Sturgis Name Fight Ends With Deal

The Sturgis Motorcycle Rally is big business. Thousands of bikers from all over the world converge on this small Black Hills town each August to ride their motorcycles, party, listen to live music and buy souvenirs.
And bikers buy a lot of souvenirs. T-shirts, baseball caps, leathers, key rings, coffee cups, cigarette lighters, pins, patches, refrigerator magnets. Anything with the name Sturgis has intrinsic value.
That’s part of reason that a year-around battle has been raging in Sturgis for a decade, actually longer. Who owns the rally, who owns the name Sturgis Rally and who benefits from the Sturgis name have been questions that have been asked and debated in and out of court.

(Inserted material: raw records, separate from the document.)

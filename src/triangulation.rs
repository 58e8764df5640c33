use hashbrown::HashMap;

use crate::math::is_collinear;
use crate::primitives::{Triangle, UndirectedEdge};
use crate::{CoordNum, Point2};

/// Computes a super-triangle enclosing all given points.
///
/// The triangle is derived from the input's bounding box, scaled outward by a
/// safety margin. Seeding the incremental triangulation with a triangle that
/// does not strictly enclose every input point makes circumcircle tests near
/// the hull unreliable, so the corners are always placed relative to the
/// actual data rather than at fixed coordinates.
///
/// The frame arithmetic happens in `f64`: coordinate spans close to the
/// scalar type's range would overflow it otherwise. Corners are rounded back
/// into `S`, clamping at the type's bounds. A clamped corner cannot strictly
/// enclose the input anymore; [crate::validate_coordinate] rejects
/// coordinates large enough to get there.
///
/// # Panics
/// Panics if `points` is empty.
pub fn super_triangle<S: CoordNum>(points: &[Point2<S>]) -> Triangle<S> {
    assert!(
        !points.is_empty(),
        "super_triangle requires at least one point"
    );
    let mut min = points[0];
    let mut max = points[0];
    for point in points {
        min.x = min.x.min(point.x);
        min.y = min.y.min(point.y);
        max.x = max.x.max(point.x);
        max.y = max.y.max(point.y);
    }
    let min = min.to_f64();
    let max = max.to_f64();

    let delta = (max.x - min.x).max(max.y - min.y).max(1.0);
    // Twice the bounding box extent leaves the hull comfortably clear of the
    // synthetic corners even for a degenerate (single point) box.
    let margin = delta + delta;
    let mid_x = (min.x + max.x) / 2.0;
    let mid_y = (min.y + max.y) / 2.0;

    Triangle::new(
        Point2::new(
            to_scalar(mid_x - margin - margin),
            to_scalar(mid_y - margin),
        ),
        Point2::new(to_scalar(mid_x), to_scalar(mid_y + margin + margin)),
        Point2::new(
            to_scalar(mid_x + margin + margin),
            to_scalar(mid_y - margin),
        ),
    )
}

/// Rounds a frame coordinate back into the scalar type, clamping at its
/// bounds instead of overflowing.
fn to_scalar<S: CoordNum>(value: f64) -> S {
    match S::from(value.round()) {
        Some(value) => value,
        None if value < 0.0 => S::min_value(),
        None => S::max_value(),
    }
}

/// Computes the Delaunay triangulation of the given points.
///
/// Points are processed in lexicographic `(x, y)` order with the
/// Bowyer–Watson insertion step: triangles whose circumcircle contains the
/// new point are removed, the resulting polygonal cavity is re-triangulated
/// by connecting the point to every cavity boundary edge.
///
/// The returned triangle set fulfills the empty circumcircle property: no
/// input point lies strictly inside the circumcircle of any returned
/// triangle. Triangles touching the synthetic super-triangle are stripped, so
/// inputs of fewer than three (or entirely collinear) points legitimately
/// produce an empty result.
///
/// Duplicate input points are tolerated and do not affect the result.
///
/// # Example
/// ```
/// use bowyer::{triangulate, Point2};
///
/// let points = [
///     Point2::new(0, 0),
///     Point2::new(10, 0),
///     Point2::new(5, 10),
/// ];
/// let triangles = triangulate(&points);
/// assert_eq!(triangles.len(), 1);
/// ```
pub fn triangulate<S: CoordNum>(points: &[Point2<S>]) -> Vec<Triangle<S>> {
    if points.is_empty() {
        return Vec::new();
    }

    let mut sorted = points.to_vec();
    sorted.sort_unstable();

    let frame = super_triangle(&sorted);
    let corners = frame.vertices();
    let mut triangles = vec![frame];

    for &point in &sorted {
        insert_point(&mut triangles, point);
    }

    triangles.retain(|triangle| !corners.iter().any(|&corner| triangle.has_vertex(corner)));
    triangles
}

/// A single Bowyer–Watson insertion step.
///
/// The survivor set is rebuilt by value: no reference into `triangles` is
/// held across its mutation.
fn insert_point<S: CoordNum>(triangles: &mut Vec<Triangle<S>>, point: Point2<S>) {
    let query = point.to_f64();

    let mut cavity_edges = Vec::new();
    let mut kept = Vec::with_capacity(triangles.len());
    for triangle in triangles.drain(..) {
        let in_circle = triangle
            .circumcircle()
            .is_some_and(|circle| circle.contains(query));
        if in_circle {
            cavity_edges.extend(triangle.edges());
        } else {
            kept.push(triangle);
        }
    }
    *triangles = kept;

    // Interior cavity edges are shared by two removed triangles and cancel;
    // boundary edges occur exactly once.
    let mut multiplicity: HashMap<UndirectedEdge<S>, usize> =
        HashMap::with_capacity(cavity_edges.len());
    for &edge in &cavity_edges {
        *multiplicity.entry(edge).or_insert(0) += 1;
    }

    // Iterating the edge list instead of the map keeps the fan order, and
    // with it the whole rebuild, deterministic.
    for edge in cavity_edges {
        if multiplicity[&edge] != 1 {
            continue;
        }
        let [u, v] = edge.endpoints();
        if is_collinear(u.to_f64(), v.to_f64(), query) {
            // Happens when the new point coincides with or lies on an
            // existing edge. Fanning would create a zero-area triangle.
            continue;
        }
        triangles.push(Triangle::new(u, v, point));
    }
}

The biggest of those running battles ended quietly last week. The Sturgis Chamber of Commerce, which owns the name Sturgis Motorcycle Rally, acquired the intellectual property of its rival, Sturgis Bike Week Inc. The deal included the Sturgis Bike Week name, trademark, website, copyrighted artwork and several domain names.

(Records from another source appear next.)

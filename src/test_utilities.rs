#![allow(missing_docs)]
use crate::Point2;
use rand::distributions::{Distribution, Uniform};
use rand::SeedableRng;

pub const SEED: &[u8; 32] = b"wPYxAkIiHcEmSBAxQFoXFrpYToCe1B71";
pub const SEED2: &[u8; 32] = b"14LzG37Y9EHTcmLW8vBDqWwtYsCeVVyF";

pub fn random_points_in_range(range: i32, size: usize, seed: &[u8; 32]) -> Vec<Point2<i32>> {
    let mut rng = rand::rngs::StdRng::from_seed(*seed);
    let range = Uniform::new(-range, range);
    let mut points = Vec::with_capacity(size);
    for _ in 0..size {
        let x = range.sample(&mut rng);
        let y = range.sample(&mut rng);
        points.push(Point2::new(x, y));
    }
    points
}

pub fn random_points_with_seed(size: usize, seed: &[u8; 32]) -> Vec<Point2<i32>> {
    random_points_in_range(512, size, seed)
}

The price wasn’t disclosed, but Sturgis Bike Week is no small potato. In 2005, I toured its T-shirt factory just north of the Glencoe Campground. At the time, it was a huge, year-around operation with about 90 employees.
They were printing T-shirts and distributing other merchandise for Daytona, Myrtle Beach and about 18 small regional biker events. They were also working on a line of licensed “Curious George” T-shirts that kids could color themselves with special crayons. I’m not sure what this deal means for of that manufacturing and merchandizing might.

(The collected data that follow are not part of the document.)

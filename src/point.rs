use num_traits::{Bounded, Num, NumCast, Signed};

#[cfg(feature = "serde")]
use serde::{Deserialize, Serialize};

/// A coordinate type that can be used as input for a triangulation.
///
/// Input coordinates are integral: they arrive as already-resolved canvas
/// positions. All circumcircle arithmetic is performed after converting the
/// type into an `f64`.
///
/// This type should usually be either `i32` or `i16`. Narrow types limit the
/// usable coordinate range: the synthetic super-triangle's corners must stay
/// representable, see [crate::validate_coordinate].
pub trait CoordNum:
    Num + Signed + Bounded + NumCast + Ord + Into<f64> + Copy + core::hash::Hash + core::fmt::Debug
{
}

impl<T> CoordNum for T where
    T: Num
        + Signed
        + Bounded
        + NumCast
        + Ord
        + Into<f64>
        + Copy
        + core::hash::Hash
        + core::fmt::Debug
{
}

/// A two dimensional point.
///
/// This is the basic type used for defining positions.
///
/// Points compare lexicographically by `(x, y)`, which is also the order in
/// which the triangulation processes its input.
#[derive(Debug, PartialEq, Eq, PartialOrd, Ord, Clone, Copy, Default, Hash)]
#[cfg_attr(
    feature = "serde",
    derive(Serialize, Deserialize),
    serde(crate = "serde")
)]
pub struct Point2<S> {
    /// The point's x coordinate
    pub x: S,
    /// The point's y coordinate
    pub y: S,
}

impl<S> Point2<S> {
    /// Creates a new point.
    #[inline]
    pub const fn new(x: S, y: S) -> Self {
        Point2 { x, y }
    }
}

impl<S: Num + Copy> Point2<S> {
    /// Returns the squared distance of this point and another point.
    #[inline]
    pub fn distance_2(&self, other: Self) -> S {
        self.sub(other).length2()
    }

    pub(crate) fn sub(&self, other: Self) -> Self {
        Point2 {
            x: self.x - other.x,
            y: self.y - other.y,
        }
    }

    pub(crate) fn length2(&self) -> S {
        self.x * self.x + self.y * self.y
    }
}

impl<S: CoordNum> Point2<S> {
    pub(crate) fn to_f64(self) -> Point2<f64> {
        Point2::new(self.x.into(), self.y.into())
    }
}

impl<S: Num + Copy> From<Point2<S>> for [S; 2] {
    #[inline]
    fn from(point: Point2<S>) -> Self {
        [point.x, point.y]
    }
}

impl<S: Num + Copy> From<Point2<S>> for (S, S) {
    #[inline]
    fn from(point: Point2<S>) -> (S, S) {
        (point.x, point.y)
    }
}

impl<S: Num + Copy> From<[S; 2]> for Point2<S> {
    #[inline]
    fn from(source: [S; 2]) -> Self {
        Self::new(source[0], source[1])
    }
}

impl<S: Num + Copy> From<(S, S)> for Point2<S> {
    #[inline]
    fn from(source: (S, S)) -> Self {
        Self::new(source.0, source.1)
    }
}

#[cfg(test)]
mod test {
    use super::Point2;

    #[test]
    fn test_lexicographic_order() {
        let mut points = vec![
            Point2::new(5, 1),
            Point2::new(0, 7),
            Point2::new(5, -3),
            Point2::new(-2, 0),
        ];
        points.sort_unstable();
        assert_eq!(
            points,
            vec![
                Point2::new(-2, 0),
                Point2::new(0, 7),
                Point2::new(5, -3),
                Point2::new(5, 1),
            ]
        );
    }

    #[test]
    fn test_distance_2() {
        let p1 = Point2::new(0, 0);
        let p2 = Point2::new(3, 4);
        assert_eq!(p1.distance_2(p2), 25);
        assert_eq!(p2.distance_2(p1), 25);
    }

    #[test]
    fn test_conversions() {
        let point = Point2::new(1, 2);
        let array: [i32; 2] = point.into();
        assert_eq!(array, [1, 2]);
        assert_eq!(Point2::from((1, 2)), point);
        assert_eq!(Point2::from([1, 2]), point);
    }
}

In local stories about the last week’s Chamber deal, Sturgis Bike Week partners Bob Davis, Francie Reubel-Alberts and Gary Lippold said they wanted to keep the Sturgis Bike Week name in Sturgis.
The stories I read didn’t say why they sold the Sturgis Bike Week rights. I know that in January Gary Lippold sold Glencoe, the Rockin’ the Rally concert venue and the Thunder Road vendor park to a guy in California. And I know Rockin’ the Rally has been struggling to attract big crowds to match big-name acts like KISS, Tom Petty & the Heartbreakers, Nickleback and the Black Crowes.
I’m sure this is not the last Battle of Sturgis. Trademarks and copyrights are worth a lot of money, and the owners take extraordinary steps to protect them. Harley-Davidson, the big daddy of trademarks, sends people out during each rally in search of unlicensed products bearing the H-D name. And woe to those who dare sell unlicensed H-D products. Harley has lawyers, and they’re not afraid to use them.